[THE INPUT]:
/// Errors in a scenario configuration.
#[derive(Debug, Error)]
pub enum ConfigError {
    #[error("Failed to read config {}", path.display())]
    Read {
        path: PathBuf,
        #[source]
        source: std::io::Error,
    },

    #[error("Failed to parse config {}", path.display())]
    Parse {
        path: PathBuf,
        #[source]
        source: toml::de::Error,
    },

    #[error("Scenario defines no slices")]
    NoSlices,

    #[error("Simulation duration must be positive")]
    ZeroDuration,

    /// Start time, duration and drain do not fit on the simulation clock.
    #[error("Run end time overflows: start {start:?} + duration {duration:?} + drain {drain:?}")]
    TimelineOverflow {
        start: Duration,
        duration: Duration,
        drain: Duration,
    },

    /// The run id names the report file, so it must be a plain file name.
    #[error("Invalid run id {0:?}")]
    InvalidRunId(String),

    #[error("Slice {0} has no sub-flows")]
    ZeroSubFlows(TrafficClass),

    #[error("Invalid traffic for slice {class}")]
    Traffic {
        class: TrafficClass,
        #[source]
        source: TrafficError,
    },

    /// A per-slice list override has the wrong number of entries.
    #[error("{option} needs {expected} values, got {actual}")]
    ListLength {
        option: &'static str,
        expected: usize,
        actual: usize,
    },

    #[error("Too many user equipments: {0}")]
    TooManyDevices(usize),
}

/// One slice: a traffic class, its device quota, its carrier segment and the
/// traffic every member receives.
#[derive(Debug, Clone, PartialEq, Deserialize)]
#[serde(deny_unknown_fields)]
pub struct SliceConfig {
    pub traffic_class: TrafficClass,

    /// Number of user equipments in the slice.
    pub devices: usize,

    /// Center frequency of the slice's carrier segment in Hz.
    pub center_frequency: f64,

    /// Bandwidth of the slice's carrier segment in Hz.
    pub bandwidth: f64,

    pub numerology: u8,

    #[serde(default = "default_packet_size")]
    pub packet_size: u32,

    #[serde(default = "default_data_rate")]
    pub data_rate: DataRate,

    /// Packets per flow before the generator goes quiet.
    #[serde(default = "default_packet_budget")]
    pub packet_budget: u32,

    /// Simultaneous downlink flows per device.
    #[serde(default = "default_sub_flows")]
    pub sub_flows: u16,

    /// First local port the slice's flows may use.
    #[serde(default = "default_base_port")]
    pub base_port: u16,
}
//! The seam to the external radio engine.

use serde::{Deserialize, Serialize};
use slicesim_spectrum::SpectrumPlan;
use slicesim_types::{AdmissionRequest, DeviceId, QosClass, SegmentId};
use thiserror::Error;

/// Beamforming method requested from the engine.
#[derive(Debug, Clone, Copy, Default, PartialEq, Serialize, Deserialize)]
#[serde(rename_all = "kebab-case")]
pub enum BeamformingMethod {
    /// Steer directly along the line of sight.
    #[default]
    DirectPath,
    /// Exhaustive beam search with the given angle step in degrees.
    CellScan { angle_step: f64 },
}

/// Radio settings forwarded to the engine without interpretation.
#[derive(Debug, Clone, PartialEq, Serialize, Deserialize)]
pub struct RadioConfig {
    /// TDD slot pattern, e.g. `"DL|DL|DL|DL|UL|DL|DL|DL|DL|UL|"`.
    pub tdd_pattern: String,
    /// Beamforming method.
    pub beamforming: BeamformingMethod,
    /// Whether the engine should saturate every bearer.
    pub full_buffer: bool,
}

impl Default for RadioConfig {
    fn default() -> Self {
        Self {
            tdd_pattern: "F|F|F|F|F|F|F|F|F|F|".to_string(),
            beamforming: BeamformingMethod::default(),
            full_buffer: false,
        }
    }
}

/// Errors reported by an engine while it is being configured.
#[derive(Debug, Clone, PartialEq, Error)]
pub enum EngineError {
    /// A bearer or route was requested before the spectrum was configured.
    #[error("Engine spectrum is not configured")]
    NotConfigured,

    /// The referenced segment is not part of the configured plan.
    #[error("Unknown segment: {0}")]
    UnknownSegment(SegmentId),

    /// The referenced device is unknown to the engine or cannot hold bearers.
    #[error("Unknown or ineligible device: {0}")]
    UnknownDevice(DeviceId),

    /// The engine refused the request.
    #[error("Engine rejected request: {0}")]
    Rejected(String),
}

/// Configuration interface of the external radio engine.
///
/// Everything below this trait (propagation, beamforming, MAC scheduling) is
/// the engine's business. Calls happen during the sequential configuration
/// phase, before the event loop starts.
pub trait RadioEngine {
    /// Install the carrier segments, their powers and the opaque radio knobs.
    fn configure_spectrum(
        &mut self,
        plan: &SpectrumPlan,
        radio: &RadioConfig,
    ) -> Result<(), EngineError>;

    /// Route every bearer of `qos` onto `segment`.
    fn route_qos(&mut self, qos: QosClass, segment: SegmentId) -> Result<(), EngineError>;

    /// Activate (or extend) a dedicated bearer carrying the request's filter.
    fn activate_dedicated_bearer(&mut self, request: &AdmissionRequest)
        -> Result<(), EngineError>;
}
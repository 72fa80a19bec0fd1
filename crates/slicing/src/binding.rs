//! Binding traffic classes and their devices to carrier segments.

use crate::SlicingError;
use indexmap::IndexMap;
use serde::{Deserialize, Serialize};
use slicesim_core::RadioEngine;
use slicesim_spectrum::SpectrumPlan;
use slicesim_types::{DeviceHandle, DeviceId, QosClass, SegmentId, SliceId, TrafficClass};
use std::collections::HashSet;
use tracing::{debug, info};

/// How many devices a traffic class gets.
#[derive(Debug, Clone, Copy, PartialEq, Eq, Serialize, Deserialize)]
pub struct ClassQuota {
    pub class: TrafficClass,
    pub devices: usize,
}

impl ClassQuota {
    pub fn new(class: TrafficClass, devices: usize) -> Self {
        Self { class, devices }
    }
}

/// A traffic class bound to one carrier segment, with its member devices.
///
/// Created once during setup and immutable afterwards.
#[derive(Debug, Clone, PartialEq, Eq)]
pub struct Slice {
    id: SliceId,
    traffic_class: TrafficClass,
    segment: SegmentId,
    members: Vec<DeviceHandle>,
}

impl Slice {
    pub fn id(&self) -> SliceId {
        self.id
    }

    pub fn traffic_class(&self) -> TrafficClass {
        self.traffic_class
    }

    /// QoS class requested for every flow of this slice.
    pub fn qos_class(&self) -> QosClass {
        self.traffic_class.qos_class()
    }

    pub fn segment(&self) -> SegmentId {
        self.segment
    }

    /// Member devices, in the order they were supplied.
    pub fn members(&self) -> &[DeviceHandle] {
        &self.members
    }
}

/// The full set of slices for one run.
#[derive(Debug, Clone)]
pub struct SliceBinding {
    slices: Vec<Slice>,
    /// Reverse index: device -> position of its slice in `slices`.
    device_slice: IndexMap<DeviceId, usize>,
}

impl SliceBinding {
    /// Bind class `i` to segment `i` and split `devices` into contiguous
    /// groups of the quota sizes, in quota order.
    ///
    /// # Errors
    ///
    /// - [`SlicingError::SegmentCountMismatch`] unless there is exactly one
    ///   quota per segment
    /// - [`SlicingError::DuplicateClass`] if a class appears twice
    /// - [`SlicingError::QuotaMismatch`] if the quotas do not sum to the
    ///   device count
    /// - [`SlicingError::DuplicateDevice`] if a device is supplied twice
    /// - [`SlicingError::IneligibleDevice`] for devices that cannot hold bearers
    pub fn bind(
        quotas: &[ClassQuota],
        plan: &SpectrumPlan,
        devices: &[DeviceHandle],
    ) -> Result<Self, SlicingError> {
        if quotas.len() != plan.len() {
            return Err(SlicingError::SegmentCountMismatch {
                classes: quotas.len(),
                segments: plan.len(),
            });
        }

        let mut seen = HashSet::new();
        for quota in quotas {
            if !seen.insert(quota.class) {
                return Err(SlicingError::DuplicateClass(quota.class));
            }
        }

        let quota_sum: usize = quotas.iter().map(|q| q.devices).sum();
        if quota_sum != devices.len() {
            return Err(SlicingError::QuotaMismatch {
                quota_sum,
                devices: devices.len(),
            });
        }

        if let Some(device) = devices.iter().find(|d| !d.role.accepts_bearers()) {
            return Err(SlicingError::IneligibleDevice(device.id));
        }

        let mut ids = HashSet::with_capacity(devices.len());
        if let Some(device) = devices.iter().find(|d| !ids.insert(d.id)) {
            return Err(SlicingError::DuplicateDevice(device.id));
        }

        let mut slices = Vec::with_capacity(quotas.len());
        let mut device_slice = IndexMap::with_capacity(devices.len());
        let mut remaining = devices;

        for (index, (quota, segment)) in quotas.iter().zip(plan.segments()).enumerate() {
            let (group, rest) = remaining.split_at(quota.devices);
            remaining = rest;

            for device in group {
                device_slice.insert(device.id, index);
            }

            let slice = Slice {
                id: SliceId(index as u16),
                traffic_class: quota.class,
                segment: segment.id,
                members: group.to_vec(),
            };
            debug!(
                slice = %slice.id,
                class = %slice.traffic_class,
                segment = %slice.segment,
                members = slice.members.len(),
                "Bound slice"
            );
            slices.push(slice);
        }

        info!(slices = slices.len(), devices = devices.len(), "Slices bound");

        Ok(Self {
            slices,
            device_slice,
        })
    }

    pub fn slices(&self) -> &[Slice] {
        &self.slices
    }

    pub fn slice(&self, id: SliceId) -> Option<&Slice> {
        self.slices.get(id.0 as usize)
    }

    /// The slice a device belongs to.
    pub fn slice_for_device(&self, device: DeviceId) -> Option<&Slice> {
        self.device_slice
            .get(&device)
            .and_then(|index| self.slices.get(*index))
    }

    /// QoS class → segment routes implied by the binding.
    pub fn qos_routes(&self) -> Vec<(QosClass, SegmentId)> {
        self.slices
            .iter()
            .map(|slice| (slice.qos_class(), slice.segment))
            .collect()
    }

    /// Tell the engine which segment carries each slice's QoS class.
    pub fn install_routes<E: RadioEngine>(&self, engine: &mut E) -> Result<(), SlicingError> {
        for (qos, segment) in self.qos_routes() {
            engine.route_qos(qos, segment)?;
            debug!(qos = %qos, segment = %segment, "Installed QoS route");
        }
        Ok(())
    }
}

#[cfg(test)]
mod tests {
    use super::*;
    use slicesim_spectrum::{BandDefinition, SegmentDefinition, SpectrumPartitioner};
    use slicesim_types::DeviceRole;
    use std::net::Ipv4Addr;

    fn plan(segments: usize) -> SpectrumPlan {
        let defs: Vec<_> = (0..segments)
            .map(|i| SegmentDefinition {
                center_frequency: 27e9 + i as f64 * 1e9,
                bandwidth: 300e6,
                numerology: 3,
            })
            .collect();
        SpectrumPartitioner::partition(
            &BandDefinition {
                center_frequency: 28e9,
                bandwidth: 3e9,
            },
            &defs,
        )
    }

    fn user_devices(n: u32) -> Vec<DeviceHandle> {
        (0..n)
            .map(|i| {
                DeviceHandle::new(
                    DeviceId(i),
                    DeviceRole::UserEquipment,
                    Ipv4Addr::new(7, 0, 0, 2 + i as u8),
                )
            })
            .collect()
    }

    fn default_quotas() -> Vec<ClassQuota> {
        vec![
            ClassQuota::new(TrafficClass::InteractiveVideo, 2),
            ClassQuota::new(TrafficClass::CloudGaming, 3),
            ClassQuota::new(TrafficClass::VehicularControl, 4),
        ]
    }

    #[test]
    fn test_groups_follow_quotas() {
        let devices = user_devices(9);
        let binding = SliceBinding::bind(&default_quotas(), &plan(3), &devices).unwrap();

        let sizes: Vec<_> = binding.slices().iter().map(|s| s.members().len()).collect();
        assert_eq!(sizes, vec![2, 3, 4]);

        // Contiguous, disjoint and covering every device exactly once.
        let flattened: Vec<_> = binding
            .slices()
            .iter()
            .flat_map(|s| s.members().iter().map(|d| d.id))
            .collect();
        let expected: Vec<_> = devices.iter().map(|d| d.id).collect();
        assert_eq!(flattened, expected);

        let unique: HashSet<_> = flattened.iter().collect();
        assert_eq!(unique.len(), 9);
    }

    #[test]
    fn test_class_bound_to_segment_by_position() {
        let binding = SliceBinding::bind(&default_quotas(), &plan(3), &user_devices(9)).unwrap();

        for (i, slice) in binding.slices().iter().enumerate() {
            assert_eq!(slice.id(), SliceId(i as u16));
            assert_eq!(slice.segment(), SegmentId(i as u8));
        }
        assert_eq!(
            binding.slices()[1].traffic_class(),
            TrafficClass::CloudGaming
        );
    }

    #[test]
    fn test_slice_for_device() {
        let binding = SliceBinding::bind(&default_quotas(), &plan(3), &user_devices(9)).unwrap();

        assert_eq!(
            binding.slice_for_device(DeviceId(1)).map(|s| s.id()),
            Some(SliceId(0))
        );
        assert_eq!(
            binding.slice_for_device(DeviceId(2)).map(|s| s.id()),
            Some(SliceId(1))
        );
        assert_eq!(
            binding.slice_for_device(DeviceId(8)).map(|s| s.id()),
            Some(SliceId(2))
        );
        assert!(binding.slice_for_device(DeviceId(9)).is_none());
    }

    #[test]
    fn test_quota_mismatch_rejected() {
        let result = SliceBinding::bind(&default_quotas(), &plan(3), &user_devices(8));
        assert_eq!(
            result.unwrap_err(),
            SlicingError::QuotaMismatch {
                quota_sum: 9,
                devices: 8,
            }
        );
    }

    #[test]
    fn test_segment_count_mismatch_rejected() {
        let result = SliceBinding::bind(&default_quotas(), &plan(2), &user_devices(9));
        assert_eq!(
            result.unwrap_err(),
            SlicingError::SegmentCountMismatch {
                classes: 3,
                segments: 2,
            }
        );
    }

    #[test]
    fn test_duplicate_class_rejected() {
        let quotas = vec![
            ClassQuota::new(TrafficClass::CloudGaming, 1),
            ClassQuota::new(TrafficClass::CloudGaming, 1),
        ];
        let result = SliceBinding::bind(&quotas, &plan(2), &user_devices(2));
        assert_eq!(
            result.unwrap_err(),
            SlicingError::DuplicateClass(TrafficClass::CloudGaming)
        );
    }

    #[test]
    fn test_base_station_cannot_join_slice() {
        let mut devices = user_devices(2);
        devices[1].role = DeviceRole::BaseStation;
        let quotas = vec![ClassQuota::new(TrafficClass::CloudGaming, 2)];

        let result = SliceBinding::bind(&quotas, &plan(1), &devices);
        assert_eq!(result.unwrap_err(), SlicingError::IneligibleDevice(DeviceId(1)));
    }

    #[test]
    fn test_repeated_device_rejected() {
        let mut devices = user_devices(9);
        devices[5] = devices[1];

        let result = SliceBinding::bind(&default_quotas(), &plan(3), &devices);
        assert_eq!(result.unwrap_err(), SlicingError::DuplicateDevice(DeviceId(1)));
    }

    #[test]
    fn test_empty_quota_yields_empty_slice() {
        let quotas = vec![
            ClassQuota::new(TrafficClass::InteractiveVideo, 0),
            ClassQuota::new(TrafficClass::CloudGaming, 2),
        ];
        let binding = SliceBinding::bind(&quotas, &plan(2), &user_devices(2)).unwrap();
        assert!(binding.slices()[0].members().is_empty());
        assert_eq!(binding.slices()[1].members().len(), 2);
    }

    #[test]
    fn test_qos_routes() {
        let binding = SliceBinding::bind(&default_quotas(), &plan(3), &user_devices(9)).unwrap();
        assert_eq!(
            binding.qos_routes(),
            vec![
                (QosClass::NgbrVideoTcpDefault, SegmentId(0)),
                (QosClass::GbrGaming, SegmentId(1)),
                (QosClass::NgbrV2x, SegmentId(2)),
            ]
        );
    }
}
---
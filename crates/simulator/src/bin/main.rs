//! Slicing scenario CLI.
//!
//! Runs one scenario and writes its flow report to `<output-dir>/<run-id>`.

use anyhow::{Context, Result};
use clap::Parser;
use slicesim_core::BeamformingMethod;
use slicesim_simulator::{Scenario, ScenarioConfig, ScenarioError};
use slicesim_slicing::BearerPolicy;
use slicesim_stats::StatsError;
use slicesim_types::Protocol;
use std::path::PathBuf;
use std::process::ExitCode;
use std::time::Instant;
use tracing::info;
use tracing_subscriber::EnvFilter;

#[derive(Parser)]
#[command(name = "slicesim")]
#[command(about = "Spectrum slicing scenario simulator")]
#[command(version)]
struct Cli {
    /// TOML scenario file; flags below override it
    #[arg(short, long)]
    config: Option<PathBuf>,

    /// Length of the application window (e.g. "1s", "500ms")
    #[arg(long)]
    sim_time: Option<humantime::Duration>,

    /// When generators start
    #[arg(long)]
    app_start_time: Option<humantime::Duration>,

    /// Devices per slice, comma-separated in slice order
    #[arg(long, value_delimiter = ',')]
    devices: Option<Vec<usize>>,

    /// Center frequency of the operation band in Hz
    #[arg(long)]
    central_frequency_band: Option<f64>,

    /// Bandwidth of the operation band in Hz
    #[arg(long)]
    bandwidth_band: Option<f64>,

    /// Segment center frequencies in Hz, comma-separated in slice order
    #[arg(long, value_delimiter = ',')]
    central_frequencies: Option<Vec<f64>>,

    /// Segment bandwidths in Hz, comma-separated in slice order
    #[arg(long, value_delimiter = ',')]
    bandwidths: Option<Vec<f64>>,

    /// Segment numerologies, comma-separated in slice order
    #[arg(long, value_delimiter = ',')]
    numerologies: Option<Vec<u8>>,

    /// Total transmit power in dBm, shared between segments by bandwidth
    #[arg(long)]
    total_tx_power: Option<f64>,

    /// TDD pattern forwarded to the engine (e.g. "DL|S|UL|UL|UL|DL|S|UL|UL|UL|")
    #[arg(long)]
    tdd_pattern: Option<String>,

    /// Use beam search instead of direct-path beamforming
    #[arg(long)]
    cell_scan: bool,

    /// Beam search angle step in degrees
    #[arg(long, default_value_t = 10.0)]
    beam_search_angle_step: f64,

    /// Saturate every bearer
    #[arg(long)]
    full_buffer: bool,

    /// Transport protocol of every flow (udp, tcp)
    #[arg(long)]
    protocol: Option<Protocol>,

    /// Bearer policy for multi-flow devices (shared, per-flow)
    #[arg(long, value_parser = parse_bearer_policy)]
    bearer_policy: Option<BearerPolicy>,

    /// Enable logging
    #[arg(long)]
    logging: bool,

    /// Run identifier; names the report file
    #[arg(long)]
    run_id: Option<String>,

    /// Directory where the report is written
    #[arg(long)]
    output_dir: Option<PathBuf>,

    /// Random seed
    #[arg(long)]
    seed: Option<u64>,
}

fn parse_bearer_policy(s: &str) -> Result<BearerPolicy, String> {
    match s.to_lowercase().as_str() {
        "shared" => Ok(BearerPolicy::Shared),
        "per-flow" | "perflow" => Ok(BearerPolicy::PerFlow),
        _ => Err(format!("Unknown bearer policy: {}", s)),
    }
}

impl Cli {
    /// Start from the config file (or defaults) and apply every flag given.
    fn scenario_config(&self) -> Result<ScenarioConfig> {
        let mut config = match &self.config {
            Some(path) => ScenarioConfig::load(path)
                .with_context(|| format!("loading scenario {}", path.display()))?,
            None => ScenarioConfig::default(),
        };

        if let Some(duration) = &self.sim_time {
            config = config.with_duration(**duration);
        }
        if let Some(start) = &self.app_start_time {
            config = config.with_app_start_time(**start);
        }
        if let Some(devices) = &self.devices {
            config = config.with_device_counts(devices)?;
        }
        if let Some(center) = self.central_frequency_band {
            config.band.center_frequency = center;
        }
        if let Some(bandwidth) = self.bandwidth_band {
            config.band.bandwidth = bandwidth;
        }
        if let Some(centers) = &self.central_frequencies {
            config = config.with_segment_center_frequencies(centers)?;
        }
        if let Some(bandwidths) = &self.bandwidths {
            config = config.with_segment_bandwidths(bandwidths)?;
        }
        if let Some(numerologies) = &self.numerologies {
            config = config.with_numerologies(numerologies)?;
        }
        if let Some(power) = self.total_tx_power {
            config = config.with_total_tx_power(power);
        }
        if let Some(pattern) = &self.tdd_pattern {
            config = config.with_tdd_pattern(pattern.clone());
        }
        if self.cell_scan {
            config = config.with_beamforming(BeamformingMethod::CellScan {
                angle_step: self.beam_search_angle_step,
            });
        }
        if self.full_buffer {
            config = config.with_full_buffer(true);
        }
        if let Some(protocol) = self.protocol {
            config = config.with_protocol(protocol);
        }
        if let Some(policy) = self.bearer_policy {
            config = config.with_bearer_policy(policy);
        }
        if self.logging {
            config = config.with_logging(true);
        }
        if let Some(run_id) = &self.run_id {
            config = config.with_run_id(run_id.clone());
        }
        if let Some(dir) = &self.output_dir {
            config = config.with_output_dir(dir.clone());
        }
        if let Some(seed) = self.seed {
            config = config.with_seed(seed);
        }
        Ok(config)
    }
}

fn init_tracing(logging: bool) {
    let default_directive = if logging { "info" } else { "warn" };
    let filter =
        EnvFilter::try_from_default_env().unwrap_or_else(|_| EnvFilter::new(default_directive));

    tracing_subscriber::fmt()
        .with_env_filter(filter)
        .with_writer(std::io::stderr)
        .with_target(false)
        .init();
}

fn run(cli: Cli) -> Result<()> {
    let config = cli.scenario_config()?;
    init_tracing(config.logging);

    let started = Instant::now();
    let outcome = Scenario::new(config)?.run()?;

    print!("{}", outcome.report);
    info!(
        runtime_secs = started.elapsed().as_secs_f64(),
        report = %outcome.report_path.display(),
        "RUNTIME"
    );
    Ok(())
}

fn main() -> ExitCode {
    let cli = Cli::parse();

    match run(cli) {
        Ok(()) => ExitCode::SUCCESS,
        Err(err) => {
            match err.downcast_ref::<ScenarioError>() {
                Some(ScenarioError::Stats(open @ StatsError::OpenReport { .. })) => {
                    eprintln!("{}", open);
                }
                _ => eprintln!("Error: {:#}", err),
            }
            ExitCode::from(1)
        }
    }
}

[WORK ITEM]: Pull out all lines from the listing that contain the string "ScenarioConfig".

[ANSWER BELOW]:
use slicesim_simulator::{Scenario, ScenarioConfig, ScenarioError};
    fn scenario_config(&self) -> Result<ScenarioConfig> {
            Some(path) => ScenarioConfig::load(path)
            None => ScenarioConfig::default(),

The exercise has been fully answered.